Thomas Meunier wird dem BVB am Samstag gegen Mainz wohl fehlen. © imago images/RHR-Foto
Borussia Dortmund

Drei Rechtsverteidiger beim BVB – und trotzdem dürfte jemand anderes dort spielen

Borussia Dortmund hat in Thomas Meunier, Mateu Morey und Felix Passlack drei etatmäßige Rechtsverteidiger im Kader. Doch gegen Mainz wird wohl keiner von ihnen auf der Position spielen.

Händeringend hat sich Borussia Dortmund im Sommer auf dem Transfermarkt nach einem Rechtsverteidiger umgeschaut. Das Objekt der Begierde: Diogo Dalot von Manchester United. Doch der Transfer kam nicht zu Stande, der BVB ging leer aus. Also blieb es bei drei angestammten Rechtsverteidigern im Kader von Borussia Dortmund: Thomas Meunier, Mateu Morey und Felix Passlack. Gegen Mainz wird aber wohl keiner von ihnen auflaufen können – oder dürfen.

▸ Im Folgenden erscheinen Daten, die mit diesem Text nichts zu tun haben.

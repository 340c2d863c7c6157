//! TOML config file loading and validation. Every section and field has a
//! default, so an empty or missing file yields a runnable controller.

use anyhow::{bail, Context, Result};
use serde::Deserialize;
use std::collections::HashSet;
use std::net::IpAddr;
use std::path::Path;

use crate::bus::{Channel, Quantity};
use crate::volume::VolumeRounding;

// ---------------------------------------------------------------------------
// Config file structures
// ---------------------------------------------------------------------------

#[derive(Debug, Clone, Default, Deserialize)]
#[serde(default)]
pub struct Config {
    pub controller: ControllerConfig,
    pub sensors: SensorConfig,
    pub telemetry: TelemetryConfig,
    pub sink: SinkConfig,
    pub hardware: HardwareConfig,
}

#[derive(Debug, Clone, Deserialize)]
#[serde(default)]
pub struct ControllerConfig {
    pub tick_ms: u64,
    /// Length of one sequencer time unit (settle and poll steps).
    pub time_unit_ms: u64,
    pub valve_settle_open_units: u32,
    pub valve_settle_close_units: u32,
    pub max_watering_units: u32,
    pub volume_rounding: VolumeRounding,
    /// Fire a slot on the first tick after its trigger second if the exact
    /// second was missed.
    pub catch_up_missed_slots: bool,
    /// Local time offset for the schedule. Unset: ask the OS, else UTC.
    pub utc_offset_minutes: Option<i16>,
}

impl Default for ControllerConfig {
    fn default() -> Self {
        Self {
            tick_ms: 1000,
            time_unit_ms: 1000,
            valve_settle_open_units: 2,
            valve_settle_close_units: 5,
            max_watering_units: 100,
            volume_rounding: VolumeRounding::Exact,
            catch_up_missed_slots: false,
            utc_offset_minutes: None,
        }
    }
}

/// Refresh intervals count ticks served from cache between bus reads;
/// 0 reads on every tick.
#[derive(Debug, Clone, Deserialize)]
#[serde(default)]
pub struct SensorConfig {
    pub flow_refresh_ticks: u32,
    pub rain_refresh_ticks: u32,
    pub ground_refresh_ticks: u32,
    pub level_refresh_ticks: u32,
    pub pressure_refresh_ticks: u32,
    pub cpu_temp_refresh_ticks: u32,
    pub ambient_temp_refresh_ticks: u32,
    pub exposed_temp_refresh_ticks: u32,
    /// Rain/ground readings below this mean the sensor is faulty.
    pub fault_below: u8,
    /// Rain/ground readings above this mean raining/damp.
    pub active_above: u8,
}

impl Default for SensorConfig {
    fn default() -> Self {
        Self {
            flow_refresh_ticks: 0,
            rain_refresh_ticks: 0,
            ground_refresh_ticks: 0,
            level_refresh_ticks: 0,
            pressure_refresh_ticks: 0,
            cpu_temp_refresh_ticks: 10,
            ambient_temp_refresh_ticks: 60,
            exposed_temp_refresh_ticks: 60,
            fault_below: 100,
            active_above: 200,
        }
    }
}

impl SensorConfig {
    pub fn refresh_interval(&self, quantity: Quantity) -> u32 {
        match quantity {
            Quantity::Flow(_) => self.flow_refresh_ticks,
            Quantity::Rain => self.rain_refresh_ticks,
            Quantity::Ground => self.ground_refresh_ticks,
            Quantity::TankLevel => self.level_refresh_ticks,
            Quantity::Pressure => self.pressure_refresh_ticks,
            Quantity::CpuTemp => self.cpu_temp_refresh_ticks,
            Quantity::AmbientTemp => self.ambient_temp_refresh_ticks,
            Quantity::ExposedTemp => self.exposed_temp_refresh_ticks,
        }
    }
}

#[derive(Debug, Clone, Deserialize)]
#[serde(default)]
pub struct TelemetryConfig {
    pub enabled: bool,
    pub address: String,
    pub port: u16,
    pub send_timeout_ms: u64,
}

impl Default for TelemetryConfig {
    fn default() -> Self {
        Self {
            enabled: true,
            address: "255.255.255.255".to_string(),
            port: 12300,
            send_timeout_ms: 200,
        }
    }
}

#[derive(Debug, Clone, Deserialize)]
#[serde(default)]
pub struct SinkConfig {
    pub batch_size: usize,
    pub flush_interval_ms: u64,
    pub queue_capacity: usize,
    /// Rows kept for retry while the store is failing.
    pub max_pending: usize,
}

impl Default for SinkConfig {
    fn default() -> Self {
        Self {
            batch_size: 60,
            flush_interval_ms: 10_000,
            queue_capacity: 1024,
            max_pending: 5000,
        }
    }
}

#[derive(Debug, Clone, Deserialize)]
#[serde(default)]
pub struct HardwareConfig {
    pub pump_pin: u8,
    pub valve_pins: [u8; Channel::COUNT],
    /// Power-good inputs for the 5 V, 12 V and 24 V rails.
    pub rail_pins: [u8; 3],
    pub i2c_timeout_ms: u32,
    pub flow_controller_addr: u16,
    pub cpu_temp_addr: u16,
    pub ambient_temp_addr: u16,
    /// Reported for the exposed-temperature quantity; no probe is fitted.
    pub exposed_temp_value: u8,
}

impl Default for HardwareConfig {
    fn default() -> Self {
        Self {
            pump_pin: 18,
            valve_pins: [23, 24, 25, 12, 16],
            rail_pins: [6, 5, 4],
            i2c_timeout_ms: 25,
            flow_controller_addr: 0x56,
            cpu_temp_addr: 0x48,
            ambient_temp_addr: 0x4F,
            exposed_temp_value: 27,
        }
    }
}

// ---------------------------------------------------------------------------
// GPIO whitelist
// ---------------------------------------------------------------------------

/// BCM GPIO pins available on the Raspberry Pi 40-pin header for general
/// use. GPIO 0-1 are reserved for the ID EEPROM and must never be used.
/// GPIO 28+ are not exposed on the standard header.
const VALID_GPIO_PINS: std::ops::RangeInclusive<u8> = 2..=27;

/// 7-bit I²C addresses outside the reserved blocks.
const VALID_I2C_ADDRS: std::ops::RangeInclusive<u16> = 0x08..=0x77;

/// ±18 hours, the range `time::UtcOffset` accepts.
const MAX_OFFSET_MINUTES: i16 = 18 * 60;

// ---------------------------------------------------------------------------
// Validation
// ---------------------------------------------------------------------------

impl Config {
    /// Validate all sections. Returns `Ok(())` or an error describing
    /// every violation found (not just the first one).
    pub fn validate(&self) -> Result<()> {
        let mut errors: Vec<String> = Vec::new();

        self.validate_controller(&mut errors);
        self.validate_sensors(&mut errors);
        self.validate_telemetry(&mut errors);
        self.validate_sink(&mut errors);
        self.validate_hardware(&mut errors);

        if errors.is_empty() {
            Ok(())
        } else {
            bail!(
                "config validation failed ({} error{}):\n  - {}",
                errors.len(),
                if errors.len() == 1 { "" } else { "s" },
                errors.join("\n  - ")
            );
        }
    }

    fn validate_controller(&self, errors: &mut Vec<String>) {
        let c = &self.controller;

        // ── Timing values (all must be positive) ────────────
        for (name, value) in [
            ("tick_ms", c.tick_ms),
            ("time_unit_ms", c.time_unit_ms),
            ("valve_settle_open_units", u64::from(c.valve_settle_open_units)),
            ("valve_settle_close_units", u64::from(c.valve_settle_close_units)),
            ("max_watering_units", u64::from(c.max_watering_units)),
        ] {
            if value == 0 {
                errors.push(format!("controller: {name} must be positive, got 0"));
            }
        }

        if let Some(m) = c.utc_offset_minutes {
            if !(-MAX_OFFSET_MINUTES..=MAX_OFFSET_MINUTES).contains(&m) {
                errors.push(format!(
                    "controller: utc_offset_minutes {m} out of range [-{MAX_OFFSET_MINUTES}, {MAX_OFFSET_MINUTES}]"
                ));
            }
        }
    }

    fn validate_sensors(&self, errors: &mut Vec<String>) {
        let s = &self.sensors;
        if s.fault_below >= s.active_above {
            errors.push(format!(
                "sensors: fault_below ({}) must be less than active_above ({})",
                s.fault_below, s.active_above
            ));
        }
    }

    fn validate_telemetry(&self, errors: &mut Vec<String>) {
        let t = &self.telemetry;
        if !t.enabled {
            return;
        }
        if t.address.parse::<IpAddr>().is_err() {
            errors.push(format!("telemetry: address '{}' is not an IP address", t.address));
        }
        if t.port == 0 {
            errors.push("telemetry: port must be non-zero".to_string());
        }
        if t.send_timeout_ms == 0 {
            errors.push("telemetry: send_timeout_ms must be positive, got 0".to_string());
        }
    }

    fn validate_sink(&self, errors: &mut Vec<String>) {
        let s = &self.sink;
        if s.batch_size == 0 {
            errors.push("sink: batch_size must be positive, got 0".to_string());
        }
        if s.flush_interval_ms == 0 {
            errors.push("sink: flush_interval_ms must be positive, got 0".to_string());
        }
        if s.queue_capacity == 0 {
            errors.push("sink: queue_capacity must be positive, got 0".to_string());
        }
        if s.max_pending < s.batch_size {
            errors.push(format!(
                "sink: max_pending ({}) must be at least batch_size ({})",
                s.max_pending, s.batch_size
            ));
        }
    }

    fn validate_hardware(&self, errors: &mut Vec<String>) {
        let h = &self.hardware;

        // ── GPIO pin whitelist ──────────────────────────────
        let mut seen_pins: HashSet<u8> = HashSet::new();
        let pins = std::iter::once(("pump_pin".to_string(), h.pump_pin))
            .chain(
                h.valve_pins
                    .iter()
                    .enumerate()
                    .map(|(i, p)| (format!("valve_pins[{i}]"), *p)),
            )
            .chain(
                h.rail_pins
                    .iter()
                    .enumerate()
                    .map(|(i, p)| (format!("rail_pins[{i}]"), *p)),
            );
        for (name, pin) in pins {
            if !VALID_GPIO_PINS.contains(&pin) {
                errors.push(format!(
                    "hardware: {name} {pin} is not a valid BCM GPIO pin (allowed: 2-27)"
                ));
            } else if !seen_pins.insert(pin) {
                errors.push(format!("hardware: {name} {pin} is already in use"));
            }
        }

        // ── I2C addresses ───────────────────────────────────
        let mut seen_addrs: HashSet<u16> = HashSet::new();
        for (name, addr) in [
            ("flow_controller_addr", h.flow_controller_addr),
            ("cpu_temp_addr", h.cpu_temp_addr),
            ("ambient_temp_addr", h.ambient_temp_addr),
        ] {
            if !VALID_I2C_ADDRS.contains(&addr) {
                errors.push(format!(
                    "hardware: {name} {addr:#04x} is outside the 7-bit range 0x08-0x77"
                ));
            } else if !seen_addrs.insert(addr) {
                errors.push(format!("hardware: {name} {addr:#04x} is already in use"));
            }
        }

        if h.i2c_timeout_ms == 0 {
            errors.push("hardware: i2c_timeout_ms must be positive, got 0".to_string());
        }
    }
}

// ---------------------------------------------------------------------------
// Load
// ---------------------------------------------------------------------------

/// Read, parse, and validate a TOML config file.
pub fn load(path: &str) -> Result<Config> {
    let contents =
        std::fs::read_to_string(path).with_context(|| format!("failed to read config: {path}"))?;
    let config: Config =
        toml::from_str(&contents).with_context(|| format!("failed to parse config: {path}"))?;
    config
        .validate()
        .with_context(|| format!("invalid config: {path}"))?;
    Ok(config)
}

/// Like [`load`], but a missing file yields the defaults.
pub fn load_or_default(path: &str) -> Result<Config> {
    if Path::new(path).exists() {
        load(path)
    } else {
        tracing::warn!(path, "config file not found, using defaults");
        Ok(Config::default())
    }
}

// ===========================================================================
// Tests
// ===========================================================================
//! Remote commands: `CCC` or `CCC=PPP` where `CCC` is a three-digit code and
//! `PPP` an optional parameter of up to three characters.
//!
//! | code      | action                                    |
//! |-----------|-------------------------------------------|
//! | 120       | reset flow counters                       |
//! | 130 / 131 | open all valves / start pump              |
//! | 132–136   | open valve 1–5                            |
//! | 140 / 141 | all outputs off / stop pump               |
//! | 142–146   | close valve 1–5                           |
//! | 200       | diagnostic dump to the log                |
//! | (4+c)NN   | set parameter `NN` of channel `c`         |
//!
//! Responses are short text. Failures are generic `FAILURE_*` tokens; the
//! detail goes to the log only.

use thiserror::Error;
use tracing::{info, warn};

use crate::bus::{Channel, Line, Quantity, Rail};
use crate::db::{Db, LogKind, LogRow};
use crate::error::Fault;
use crate::hardware::SharedHardware;
use crate::settings::{Param, ParamKind, ParamValue, SharedSettings};
use crate::sink::MetricsSink;
use crate::state::SharedState;

pub const FAILURE_UNKNOWN: &str = "FAILURE_UNKNOWN";
pub const FAILURE_PARAMETER: &str = "FAILURE_PARAMETER";
pub const FAILURE_REJECTED: &str = "FAILURE_REJECTED";

#[derive(Debug, Clone, Copy, PartialEq, Eq)]
pub enum Command {
    ResetFlowCounters,
    OpenAllValves,
    StartPump,
    OpenValve(Channel),
    AllOutputsOff,
    StopPump,
    CloseValve(Channel),
    DiagnosticDump,
    Configure {
        channel: Channel,
        param: Param,
        value: ParamValue,
    },
}

#[derive(Debug, Clone, PartialEq, Eq, Error)]
pub enum CommandError {
    #[error("unknown command {0:?}")]
    Unknown(String),
    #[error("invalid parameter {value:?} for {param}")]
    InvalidParameter { param: Param, value: String },
}

impl CommandError {
    pub fn token(&self) -> &'static str {
        match self {
            CommandError::Unknown(_) => FAILURE_UNKNOWN,
            CommandError::InvalidParameter { .. } => FAILURE_PARAMETER,
        }
    }
}

// ---------------------------------------------------------------------------
// Parsing
// ---------------------------------------------------------------------------

pub fn parse(query: &str) -> Result<Command, CommandError> {
    let query = query.trim().trim_start_matches('?');
    let (code, arg) = match query.split_once('=') {
        Some((c, a)) => (c.trim(), Some(a.trim())),
        None => (query, None),
    };
    let unknown = || CommandError::Unknown(query.to_string());

    if code.len() != 3 || !code.bytes().all(|b| b.is_ascii_digit()) {
        return Err(unknown());
    }
    let n: u16 = code.parse().map_err(|_| unknown())?;

    let cmd = match n {
        120 => Command::ResetFlowCounters,
        130 => Command::OpenAllValves,
        131 => Command::StartPump,
        132..=136 => Command::OpenValve(channel(n - 131).ok_or_else(unknown)?),
        140 => Command::AllOutputsOff,
        141 => Command::StopPump,
        142..=146 => Command::CloseValve(channel(n - 141).ok_or_else(unknown)?),
        200 => Command::DiagnosticDump,
        500..=999 => {
            let ch = channel(n / 100 - 4).ok_or_else(unknown)?;
            let param = Param::from_id((n % 100) as u8).ok_or_else(unknown)?;
            let value = parse_value(param, arg.unwrap_or(""))?;
            Command::Configure {
                channel: ch,
                param,
                value,
            }
        }
        _ => return Err(unknown()),
    };
    Ok(cmd)
}

fn channel(n: u16) -> Option<Channel> {
    u8::try_from(n).ok().and_then(Channel::new)
}

fn parse_value(param: Param, raw: &str) -> Result<ParamValue, CommandError> {
    let invalid = || CommandError::InvalidParameter {
        param,
        value: raw.to_string(),
    };
    if raw.is_empty() || raw.len() > 3 {
        return Err(invalid());
    }
    let value = match param.kind() {
        ParamKind::Byte { .. } => ParamValue::Byte(raw.parse().map_err(|_| invalid())?),
        ParamKind::Flag => match raw.to_ascii_uppercase().as_str() {
            "TRU" | "1" => ParamValue::Flag(true),
            "FAL" | "0" => ParamValue::Flag(false),
            _ => return Err(invalid()),
        },
    };
    param.validate(value).map_err(|_| invalid())
}

// ---------------------------------------------------------------------------
// Execution
// ---------------------------------------------------------------------------

/// Everything a command may touch. Cheap to clone.
#[derive(Clone)]
pub struct CommandContext {
    pub settings: SharedSettings,
    pub hardware: SharedHardware,
    pub state: SharedState,
    pub db: Db,
    pub sink: MetricsSink,
}

/// Parse and run a raw query, producing the response text.
pub async fn handle(ctx: &CommandContext, query: &str) -> String {
    match parse(query) {
        Ok(cmd) => execute(ctx, cmd).await,
        Err(e) => {
            warn!(query, error = %e, "remote command rejected");
            e.token().to_string()
        }
    }
}

pub async fn execute(ctx: &CommandContext, cmd: Command) -> String {
    info!(?cmd, "remote command");
    ctx.sink.log(LogRow::new(
        "NET",
        LogKind::Information,
        "Command",
        format!("{cmd:?}"),
    ));

    match cmd {
        Command::ResetFlowCounters => {
            let result = ctx.hardware.lock().await.reset_flow_counters();
            match result {
                Ok(()) => {
                    ctx.state
                        .write()
                        .await
                        .record_command("flow counters reset".to_string());
                    "Reset flow counters".to_string()
                }
                Err(e) => {
                    warn!(error = %e, "flow counter reset failed");
                    ctx.state
                        .write()
                        .await
                        .record_fault(format!("flow counter reset failed: {e}"));
                    FAILURE_REJECTED.to_string()
                }
            }
        }
        Command::OpenAllValves => {
            actuate(ctx, "all valves opened", |hw| {
                let mut first = None;
                for ch in Channel::ALL {
                    if let Err(e) = hw.set_valve(ch, true) {
                        first.get_or_insert(e);
                    }
                }
                first.map_or(Ok(()), Err)
            })
            .await
            .map_or_else(|t| t, |()| "All valves opened".to_string())
        }
        Command::StartPump => actuate(ctx, "pump started", |hw| hw.set_pump(true))
            .await
            .map_or_else(|t| t, |()| "Pump Started".to_string()),
        Command::OpenValve(ch) => {
            actuate(ctx, &format!("valve {ch} opened"), |hw| hw.set_valve(ch, true))
                .await
                .map_or_else(|t| t, |()| format!("Valve #{ch} opened"))
        }
        Command::AllOutputsOff => actuate(ctx, "all outputs off", |hw| hw.fail_safe())
            .await
            .map_or_else(|t| t, |()| "All Outputs Low".to_string()),
        Command::StopPump => actuate(ctx, "pump stopped", |hw| hw.set_pump(false))
            .await
            .map_or_else(|t| t, |()| "Pump stopped".to_string()),
        Command::CloseValve(ch) => {
            actuate(ctx, &format!("valve {ch} closed"), |hw| hw.set_valve(ch, false))
                .await
                .map_or_else(|t| t, |()| format!("Valve #{ch} closed"))
        }
        Command::DiagnosticDump => {
            diagnostic_dump(ctx).await;
            "Command 200 (Debug sensor data) successful".to_string()
        }
        Command::Configure {
            channel,
            param,
            value,
        } => configure(ctx, channel, param, value).await,
    }
}

/// Run one actuation under the hardware lock and record the outcome.
/// `Err` carries the failure token.
async fn actuate<F>(ctx: &CommandContext, what: &str, op: F) -> Result<(), String>
where
    F: FnOnce(&mut crate::hardware::Hardware) -> Result<(), crate::actuator::ActuatorFault>,
{
    let (result, actuators) = {
        let mut hw = ctx.hardware.lock().await;
        let result = op(&mut hw);
        (result, hw.actuators())
    };

    let mut st = ctx.state.write().await;
    match result {
        Ok(()) => {
            st.record_actuator(format!("manual: {what}"), actuators);
            Ok(())
        }
        Err(e) => {
            let fault = Fault::Actuator(e);
            fault.emit();
            st.record_actuator(format!("manual: {what} failed: {fault}"), actuators);
            ctx.sink.log(LogRow::from_fault("NET", &fault));
            Err(FAILURE_REJECTED.to_string())
        }
    }
}

async fn diagnostic_dump(ctx: &CommandContext) {
    let mut hw = ctx.hardware.lock().await;
    let pump = hw.read_line(Line::Pump);
    let valves = Channel::ALL.map(|ch| hw.read_line(Line::Valve(ch)));
    let rails = Rail::ALL.map(|r| hw.rail_ok(r));
    let flows = Channel::ALL.map(|ch| match hw.poll(Quantity::Flow(ch)) {
        Ok(v) => v.to_string(),
        Err(e) => format!("error ({})", e.source),
    });
    let actuator_faults = hw.actuator_fault_count();
    let sensor_faults = hw.sensor_fault_counts();
    drop(hw);

    info!(pump, ?valves, ?rails, ?flows, actuator_faults, ?sensor_faults, "diagnostic dump");
    let detail = format!(
        "pump={pump} valves={valves:?} rails_ok={rails:?} flows={flows:?} \
         actuator_faults={actuator_faults} sensor_faults={sensor_faults:?}"
    );
    ctx.sink.log(LogRow::new("NET", LogKind::Status, "Diagnostic", detail.clone()));
    ctx.state.write().await.record_command(detail);
}

async fn configure(ctx: &CommandContext, ch: Channel, param: Param, value: ParamValue) -> String {
    let key = param.store_key(ch);
    if let Err(e) = ctx.settings.write().await.set(ch, param, value) {
        warn!(key = %key, error = %e, "parameter rejected");
        return FAILURE_PARAMETER.to_string();
    }
    info!(key = %key, param_id = param.id(), %value, "parameter written");

    // The in-memory value is authoritative; a store failure only costs
    // persistence across restarts.
    if let Err(e) = ctx.db.put_setting(&key, value).await {
        warn!(key = %key, error = %format!("{e:#}"), "failed to persist parameter");
        ctx.sink.log(LogRow::new(
            "NET",
            LogKind::Warning,
            "Persist",
            format!("{key}={value}: {e}"),
        ));
    }
    ctx.state
        .write()
        .await
        .record_command(format!("{key} set to {value}"));
    "Parameter was written".to_string()
}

Mateu Morey schuftet auf dem BVB-Trainingsgelände

Bei Mateu Morey ist die Sache relativ einfach und auch bekannt. Nachdem in seinem Knie so gut wie alles kaputt war, was nur so kaputtgehen konnte, kämpft sich der Spanier Schritt für Schritt wieder zurück. Am Mittwoch hat er den nächsten Meilenstein auf seinem harten Weg erreicht, erstmals absolvierte der 21-Jährige eine Laufeinheit auf dem Trainingsgelände in Brackel. Bis er aber Borussia Dortmund wirklich weiterhelfen kann und Marco Rose auf ihn zurückgreifen kann, wird es natürlich noch dauern.

Ein weiterer Profi, der wahrscheinlich nicht spielen kann, ist Thomas Meunier. Was sich nach einer Lappalie anhört, ist in Wirklichkeit richtig schmerzhaft. Dem Belgier ist jemand auf den Fuß gestiegen, der Zeh ist dick und blau. „Wir haben Thomas Meunier, der nach wie vor größere Probleme mit seinem Zeh hat, wo wir sehen müssen, wie sich das entwickeln wird“, sagte Coach Marco Rose auf der Pressekonferenz. Zuletzt musste er deswegen sogar die Länderspielreise frühzeitig abbrechen – genauso wie jetzt eine weitere Trainingseinheit beim BVB. Einsatz am Samstag also mehr als fraglich.

Passlack trotz Verletzungen von Meunier und Morey nur Außenseiter

Diese Ausfälle würden also eigentlich zur Folge haben, dass mit Felix Passlack der letzte verbliebende Rechtsverteidiger in die Startformation rückt. So wie schon zu Beginn der Saison, als Meunier aufgrund einer Covid-Infektion ausgefallen war. Doch seitdem scheint das Dortmunder Eigengewächs aufs Abstellgleis gerutscht zu sein, die Einsätze in der Bundesliga und vor allem im Supercup gegen die Bayern hatten zu deutlich gezeigt, dass Passlack nicht die 1A-Lösung auf der rechten Seite ist.

Was also tun, wenn alle drei angestammten Rechtsverteidiger nicht zur Verfügung stehen oder aus Leistungsgründen nicht in Frage kommen? Genau, eine Überraschung aus dem Hut zaubern. In Dortmund trägt diese den Namen Marius Wolf. Schon gegen Augsburg hatte Marco Rose den 26-Jährigen nach der verletzungsbedingten Auswechslung Meuniers von der linken Halbposition in der Raute auf die Rechtsverteidigerposition zitiert. Am Samstag gegen Mainz winkt Wolf also nun sein zweiter Startelf-Einsatz in Folge – aber eben hinten rechts statt vorne links.

Seine Polyvalenz ist es, die Wolf aktuell sehr zu Gute kommt. Dazu sein Biss. Und wer weiß, vielleicht muss sich der BVB gar nicht mehr nach einem Back-up für die Rechtsverteidigerposition umschauen. Sondern hat ihn schon längst im Kader.